= Beginning of Section =

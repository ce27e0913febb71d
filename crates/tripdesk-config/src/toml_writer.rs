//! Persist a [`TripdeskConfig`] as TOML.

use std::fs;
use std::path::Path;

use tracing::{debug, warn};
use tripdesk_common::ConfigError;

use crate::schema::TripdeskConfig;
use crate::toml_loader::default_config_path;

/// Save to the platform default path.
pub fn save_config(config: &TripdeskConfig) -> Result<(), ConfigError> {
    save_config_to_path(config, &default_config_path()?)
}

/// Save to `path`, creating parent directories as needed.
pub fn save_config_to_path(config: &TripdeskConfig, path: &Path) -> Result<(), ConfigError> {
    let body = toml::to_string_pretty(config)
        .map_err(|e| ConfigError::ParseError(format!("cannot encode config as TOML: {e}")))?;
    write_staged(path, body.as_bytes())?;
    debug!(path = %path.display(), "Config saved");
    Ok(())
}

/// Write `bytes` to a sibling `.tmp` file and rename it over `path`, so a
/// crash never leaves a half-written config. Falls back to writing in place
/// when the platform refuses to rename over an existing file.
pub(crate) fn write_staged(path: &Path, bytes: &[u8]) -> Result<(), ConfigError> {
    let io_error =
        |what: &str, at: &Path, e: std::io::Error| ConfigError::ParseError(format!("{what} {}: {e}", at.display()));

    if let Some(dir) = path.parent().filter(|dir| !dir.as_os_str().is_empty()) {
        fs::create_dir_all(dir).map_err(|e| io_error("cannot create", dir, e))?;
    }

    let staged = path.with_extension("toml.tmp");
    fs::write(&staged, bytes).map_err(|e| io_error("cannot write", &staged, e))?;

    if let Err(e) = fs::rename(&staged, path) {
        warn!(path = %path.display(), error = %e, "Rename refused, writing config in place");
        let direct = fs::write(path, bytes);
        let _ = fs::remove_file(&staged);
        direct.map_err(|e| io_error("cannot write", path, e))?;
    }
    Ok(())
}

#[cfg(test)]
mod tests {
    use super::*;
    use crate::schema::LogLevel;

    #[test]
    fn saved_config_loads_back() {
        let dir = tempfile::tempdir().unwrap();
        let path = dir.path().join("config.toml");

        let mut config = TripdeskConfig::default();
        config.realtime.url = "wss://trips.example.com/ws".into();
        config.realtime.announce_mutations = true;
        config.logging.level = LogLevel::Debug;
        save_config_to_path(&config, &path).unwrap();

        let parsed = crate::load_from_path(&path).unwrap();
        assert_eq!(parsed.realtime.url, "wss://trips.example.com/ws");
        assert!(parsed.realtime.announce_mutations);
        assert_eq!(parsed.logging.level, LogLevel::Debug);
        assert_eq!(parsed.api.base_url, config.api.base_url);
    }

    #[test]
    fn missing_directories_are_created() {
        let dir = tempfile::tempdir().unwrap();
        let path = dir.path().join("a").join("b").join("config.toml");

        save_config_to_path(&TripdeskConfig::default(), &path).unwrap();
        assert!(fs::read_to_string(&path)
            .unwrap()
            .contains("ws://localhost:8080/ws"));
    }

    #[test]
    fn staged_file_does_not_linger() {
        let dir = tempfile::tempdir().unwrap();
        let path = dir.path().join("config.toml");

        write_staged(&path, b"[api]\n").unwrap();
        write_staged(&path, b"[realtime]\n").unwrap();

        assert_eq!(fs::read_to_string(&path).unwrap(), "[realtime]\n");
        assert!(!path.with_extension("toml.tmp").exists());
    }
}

= End of Section =

Task details
Hand back the material above in full, exactly as written.

Written answer
repository ce27e0913febb71d
filename crates/tripdesk-config/src/toml_writer.rs
//! Persist a [`TripdeskConfig`] as TOML.

use std::fs;
use std::path::Path;

use tracing::{debug, warn};
use tripdesk_common::ConfigError;

use crate::schema::TripdeskConfig;
use crate::toml_loader::default_config_path;

/// Save to the platform default path.
pub fn save_config(config: &TripdeskConfig) -> Result<(), ConfigError> {
    save_config_to_path(config, &default_config_path()?)
}

/// Save to `path`, creating parent directories as needed.
pub fn save_config_to_path(config: &TripdeskConfig, path: &Path) -> Result<(), ConfigError> {
    let body = toml::to_string_pretty(config)
        .map_err(|e| ConfigError::ParseError(format!("cannot encode config as TOML: {e}")))?;
    write_staged(path, body.as_bytes())?;
    debug!(path = %path.display(), "Config saved");
    Ok(())
}

/// Write `bytes` to a sibling `.tmp` file and rename it over `path`, so a
/// crash never leaves a half-written config. Falls back to writing in place
/// when the platform refuses to rename over an existing file.
pub(crate) fn write_staged(path: &Path, bytes: &[u8]) -> Result<(), ConfigError> {
    let io_error =
        |what: &str, at: &Path, e: std::io::Error| ConfigError::ParseError(format!("{what} {}: {e}", at.display()));

    if let Some(dir) = path.parent().filter(|dir| !dir.as_os_str().is_empty()) {
        fs::create_dir_all(dir).map_err(|e| io_error("cannot create", dir, e))?;
    }

    let staged = path.with_extension("toml.tmp");
    fs::write(&staged, bytes).map_err(|e| io_error("cannot write", &staged, e))?;

    if let Err(e) = fs::rename(&staged, path) {
        warn!(path = %path.display(), error = %e, "Rename refused, writing config in place");
        let direct = fs::write(path, bytes);
        let _ = fs::remove_file(&staged);
        direct.map_err(|e| io_error("cannot write", path, e))?;
    }
    Ok(())
}

#[cfg(test)]
mod tests {
    use super::*;
    use crate::schema::LogLevel;

    #[test]
    fn saved_config_loads_back() {
        let dir = tempfile::tempdir().unwrap();
        let path = dir.path().join("config.toml");

        let mut config = TripdeskConfig::default();
        config.realtime.url = "wss://trips.example.com/ws".into();
        config.realtime.announce_mutations = true;
        config.logging.level = LogLevel::Debug;
        save_config_to_path(&config, &path).unwrap();

        let parsed = crate::load_from_path(&path).unwrap();
        assert_eq!(parsed.realtime.url, "wss://trips.example.com/ws");
        assert!(parsed.realtime.announce_mutations);
        assert_eq!(parsed.logging.level, LogLevel::Debug);
        assert_eq!(parsed.api.base_url, config.api.base_url);
    }

    #[test]
    fn missing_directories_are_created() {
        let dir = tempfile::tempdir().unwrap();
        let path = dir.path().join("a").join("b").join("config.toml");

        save_config_to_path(&TripdeskConfig::default(), &path).unwrap();
        assert!(fs::read_to_string(&path)
            .unwrap()
            .contains("ws://localhost:8080/ws"));
    }

    #[test]
    fn staged_file_does_not_linger() {
        let dir = tempfile::tempdir().unwrap();
        let path = dir.path().join("config.toml");

        write_staged(&path, b"[api]\n").unwrap();
        write_staged(&path, b"[realtime]\n").unwrap();

        assert_eq!(fs::read_to_string(&path).unwrap(), "[realtime]\n");
        assert!(!path.with_extension("toml.tmp").exists());
    }
}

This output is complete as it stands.